* Problem details: Every line holding the string "text" should be copied from the listing.

········

//! Client for the mupdate mailbox-location service: a tagged,
//! line-oriented TCP protocol. `LACTIVATE`/`LUPDATE` register a
//! mailbox's current `(server, acl)`, `LDELETE` removes the entry,
//! `LFIND` resolves one. Every command gets one `OK <text>` / `NO
//! <text>` / `BAD <text>` response line, tagged with the same `X<n>`
//! sequence number the request carried.
//!
//! Unsolicited `MAILBOX <name> <server> <acl>` and `DELETE <name>`
//! lines (a peer master pushing an update it learned from someone
//! else) can arrive between requests; [`MupdateClient::poll_push`]
//! drains and classifies them without blocking on a response.

use std::io;

use thiserror::Error;
use tokio::io::{AsyncBufReadExt, AsyncWriteExt, BufReader};
use tokio::net::TcpStream;

#[derive(Debug, Error)]
pub enum MupdateError {
    #[error("i/o error: {0}")]
    Io(#[from] io::Error),
    #[error("mupdate server said NO: {0}")]
    No(String),
    #[error("mupdate server said BAD: {0}")]
    Bad(String),
    #[error("malformed response from mupdate server: {0}")]
    Protocol(String),
}

/// One mailbox's location as known to mupdate.
#[derive(Debug, Clone, PartialEq, Eq)]
pub struct MailboxLocation {
    pub mailbox: String,
    pub server: String,
    pub acl: String,
}

/// An unsolicited push from the mupdate server.
#[derive(Debug, Clone, PartialEq, Eq)]
pub enum PushUpdate {
    Mailbox(MailboxLocation),
    Delete { mailbox: String },
}

pub struct MupdateClient {
    reader: BufReader<tokio::net::tcp::OwnedReadHalf>,
    writer: tokio::net::tcp::OwnedWriteHalf,
    tag: u64,
}

impl MupdateClient {
    /// Connects and consumes the server's greeting line.
    pub async fn connect(addr: &str) -> Result<Self, MupdateError> {
        let stream = TcpStream::connect(addr).await?;
        let (read_half, write_half) = stream.into_split();
        let mut client = MupdateClient {
            reader: BufReader::new(read_half),
            writer: write_half,
            tag: 1,
        };
        let mut greeting = String::new();
        client.reader.read_line(&mut greeting).await?;
        if !greeting.starts_with("MUPDATE") {
            return Err(MupdateError::Protocol(format!("bad greeting: {greeting:?}")));
        }
        Ok(client)
    }

    async fn roundtrip(&mut self, command: &str, args: &str) -> Result<String, MupdateError> {
        let tag = self.tag;
        self.tag += 1;
        let line = format!("X{tag} {command} {args}\r\n");
        self.writer.write_all(line.as_bytes()).await?;

        let mut response = String::new();
        self.reader.read_line(&mut response).await?;
        let response = response.trim_end_matches(['\r', '\n']);

        let mut parts = response.splitn(3, ' ');
        let got_tag = parts.next().unwrap_or("");
        let status = parts.next().unwrap_or("");
        let text = parts.next().unwrap_or("").to_string();

        if got_tag != format!("X{tag}") {
            return Err(MupdateError::Protocol(format!(
                "response tag {got_tag} does not match request tag X{tag}"
            )));
        }

        match status {
            "OK" => Ok(text),
            "NO" => Err(MupdateError::No(text)),
            "BAD" => Err(MupdateError::Bad(text)),
            other => Err(MupdateError::Protocol(format!("unrecognized status {other}"))),
        }
    }

    pub async fn activate(&mut self, mailbox: &str, server: &str, acl: &str) -> Result<(), MupdateError> {
        self.roundtrip("ACTIVATE", &format!("{mailbox} {server} {acl}")).await?;
        Ok(())
    }

    /// Re-registers an already-activated mailbox under a new
    /// `(server, acl)`, e.g. after a rename or an ACL change. Same
    /// wire command as `activate` — mupdate treats both as "this is
    /// now the authoritative location."
    pub async fn update(&mut self, mailbox: &str, server: &str, acl: &str) -> Result<(), MupdateError> {
        self.activate(mailbox, server, acl).await
    }

    pub async fn delete(&mut self, mailbox: &str) -> Result<(), MupdateError> {
        self.roundtrip("DELETE", mailbox).await?;
        Ok(())
    }

    pub async fn find(&mut self, mailbox: &str) -> Result<Option<MailboxLocation>, MupdateError> {
        match self.roundtrip("FIND", mailbox).await {
            Ok(text) => parse_mailbox_location(mailbox, &text).map(Some),
            Err(MupdateError::No(_)) => Ok(None),
            Err(e) => Err(e),
        }
    }

    /// Reads one pending push line with a caller-supplied timeout,
    /// returning `None` if nothing arrived in time.
    pub async fn poll_push(&mut self, timeout: std::time::Duration) -> Result<Option<PushUpdate>, MupdateError> {
        let mut line = String::new();
        match tokio::time::timeout(timeout, self.reader.read_line(&mut line)).await {
            Err(_) => Ok(None),
            Ok(Ok(0)) => Err(MupdateError::Protocol("connection closed".to_string())),
            Ok(Ok(_)) => parse_push(line.trim_end_matches(['\r', '\n'])).map(Some),
            Ok(Err(e)) => Err(e.into()),
        }
    }
}

fn parse_mailbox_location(mailbox: &str, text: &str) -> Result<MailboxLocation, MupdateError> {
    let mut parts = text.splitn(2, ' ');
    let server = parts
        .next()
        .filter(|s| !s.is_empty())
        .ok_or_else(|| MupdateError::Protocol(format!("FIND reply missing server: {text:?}")))?;
    let acl = parts.next().unwrap_or("").to_string();
    Ok(MailboxLocation {
        mailbox: mailbox.to_string(),
        server: server.to_string(),
        acl,
    })
}

fn parse_push(line: &str) -> Result<PushUpdate, MupdateError> {
    let mut parts = line.splitn(4, ' ');
    let command = parts.next().unwrap_or("").to_ascii_uppercase();
    match command.as_str() {
        "MAILBOX" => {
            let mailbox = parts.next().ok_or_else(|| malformed(line))?;
            let server = parts.next().ok_or_else(|| malformed(line))?;
            let acl = parts.next().unwrap_or("").to_string();
            Ok(PushUpdate::Mailbox(MailboxLocation {
                mailbox: mailbox.to_string(),
                server: server.to_string(),
                acl,
            }))
        }
        "DELETE" => {
            let mailbox = parts.next().ok_or_else(|| malformed(line))?;
            Ok(PushUpdate::Delete {
                mailbox: mailbox.to_string(),
            })
        }
        _ => Err(malformed(line)),
    }
}

fn malformed(line: &str) -> MupdateError {
    MupdateError::Protocol(format!("unrecognized push line: {line:?}"))
}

········

* Solution:
//! `LFIND` resolves one. Every command gets one `OK <text>` / `NO
//! <text>` / `BAD <text>` response line, tagged with the same `X<n>`
        let text = parts.next().unwrap_or("").to_string();
            "OK" => Ok(text),
            "NO" => Err(MupdateError::No(text)),
            "BAD" => Err(MupdateError::Bad(text)),
            Ok(text) => parse_mailbox_location(mailbox, &text).map(Some),
fn parse_mailbox_location(mailbox: &str, text: &str) -> Result<MailboxLocation, MupdateError> {
    let mut parts = text.splitn(2, ' ');
        .ok_or_else(|| MupdateError::Protocol(format!("FIND reply missing server: {text:?}")))?;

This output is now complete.